Se o ensaio clínico fosse realizado em pacientes oncológicos com mutação nos genes BRCA 1 / 2, ou seja, independe da origem tecidual do tumor, aproximadamente 100.000 pacientes com câncer de mama poderiam ter sido beneficiados (2014 – 2018), uma vez que o Olaparib foi aprovado para este tipo de tumor em 2018 e 200.000 pacientes que morreram com câncer de próstata e pâncreas (2014 – 2020) talvez tivessem um desfecho melhor. O Olaparib foi aprovado só seis anos depois para esses dois tipos tumorais.
A nomenclatura baseada na molécula talvez facilitasse o tratamento de cânceres metastáticos (aqueles que se espalharem para além do órgão onde se originaram), que são responsáveis por cerca de 67-90% das mortes por câncer.

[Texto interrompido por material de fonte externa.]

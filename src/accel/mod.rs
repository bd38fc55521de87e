// src/accel/mod.rs
//! Accelerator capability
//!
//! The search kernel itself is a black box: it receives a fixed
//! argument buffer, iterates the hash over a nonce range, and reports
//! qualifying nonce pairs through a fixed result buffer. This module
//! pins down that contract and exposes it behind the [`Accelerator`]
//! trait so the worker and its tests never depend on a real device.
//!
//! The OpenCL-backed implementation lives in [`opencl`] behind the
//! `gpu` cargo feature.

use crate::utils::error::MinerError;
use std::path::Path;

/// OpenCL device dispatch, behind the `gpu` feature
#[cfg(feature = "gpu")]
#[allow(unsafe_code)]
pub mod opencl;

/// Number of 32-bit words in the dispatch argument buffer:
/// `[iterations, base_offset, hash_state(8), suffix(13)]`
pub const ARG_WORDS: usize = 23;

/// Number of 32-bit words in the dispatch result buffer
pub const RESULT_WORDS: usize = 2048;

/// Value result slots are pre-filled with; a slot still holding it
/// after a dispatch reported no candidate there
pub const RESULT_SENTINEL: u32 = 0xffff_ffff;

/// Kernel source files expected in the kernel directory, concatenated
/// in this order into one program
pub const KERNEL_FILES: [&str; 2] = ["sha256.cl", "hash_solver.cl"];

/// A compute device that can run the search kernels
///
/// One worker owns one accelerator exclusively, so dispatch takes
/// `&mut self` and the trait only requires `Send`.
pub trait Accelerator: Send {
    /// Stable identity of the device, used as the benchmark record key
    fn device_id(&self) -> &str;

    /// Names of the kernels compiled into this device's program
    fn kernel_names(&self) -> &[String];

    /// Thread count the device defaults to when none is configured
    fn default_threads(&self) -> usize;

    /// Runs one kernel dispatch to completion
    ///
    /// # Arguments
    /// * `kernel` - Name of the kernel to run
    /// * `threads` - Global work size of the dispatch
    /// * `args` - The fixed argument buffer
    ///
    /// # Returns
    /// The result buffer; slots not holding [`RESULT_SENTINEL`] form
    /// adjacent word pairs describing found candidates
    ///
    /// # Errors
    /// Returns `MinerError` if the dispatch fails
    fn dispatch(
        &mut self,
        kernel: &str,
        threads: usize,
        args: &[u32; ARG_WORDS],
    ) -> Result<Vec<u32>, MinerError>;
}

/// Loads and concatenates the kernel source files
///
/// # Arguments
/// * `dir` - Directory holding the `.cl` files
///
/// # Errors
/// Returns `MinerError` if any source file cannot be read
pub fn load_kernel_source(dir: &Path) -> Result<String, MinerError> {
    let mut source = String::new();
    for file in KERNEL_FILES {
        let path = dir.join(file);
        let part = std::fs::read_to_string(&path).map_err(|e| {
            MinerError::ConfigError(format!("failed to read kernel {}: {}", path.display(), e))
        })?;
        source.push_str(&part);
        source.push('\n');
    }
    Ok(source)
}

Esses tumores são quase sempre tratados com medicamentos que entram na corrente sanguínea e poderiam ser beneficiados por tratamentos alvo-específicos.
Além do impacto no tratamento, outra barreira está na forma em que esses tumores são estudados dentro da faculdade, residência e sociedades médicas, segmentado pela nomenclatura baseada no órgão de origem.
A oncologia é subdividida em múltiplas subespecialidades, assim como os hospitais e enfermarias que tem setores para câncer de mama, câncer de pulmão e assim por diante. O mesmo é verdade para os centros de pesquisas, que muitas vezes tem pesquisadores especializados por tipo de tumor, indo contra o entendimento científico que agora emerge. Repensar a segmentação da Oncologia dentro das instituições de ensino, talvez auxilie também na atualização dos profissionais de saúde sobre o tema.
Se a Biologia Celular e Molecular contribuiu com os esforços para caracterizar os tumores a nível celular e molecular, mostrando que alguns dos eventos moleculares que impulsionam a sua evolução são partilhados entre diferentes “tipos” de câncer, como é o caso das mutações em BRCA 1 / 2, ou no gene supressor tumoral TP53, presente em mais de 70% dos tumores, segmentar a pesquisa e o conhecimento por órgão de origem é um limitador.
Repensar como estudaremos o câncer, tendo como norte o novo olhar que foi dado pela Biologia Molecular pode ser um caminho para melhor compreender a sua complexidade e tratá-lo de forma mais eficiente, visando sempre a saúde e qualidade de vida do paciente e da população.
*Simone Bonecker é fundadora e Diretora Científica do IPEDMOL – Instituto de Pesquisa e Ensino no Diagnóstico Molecular.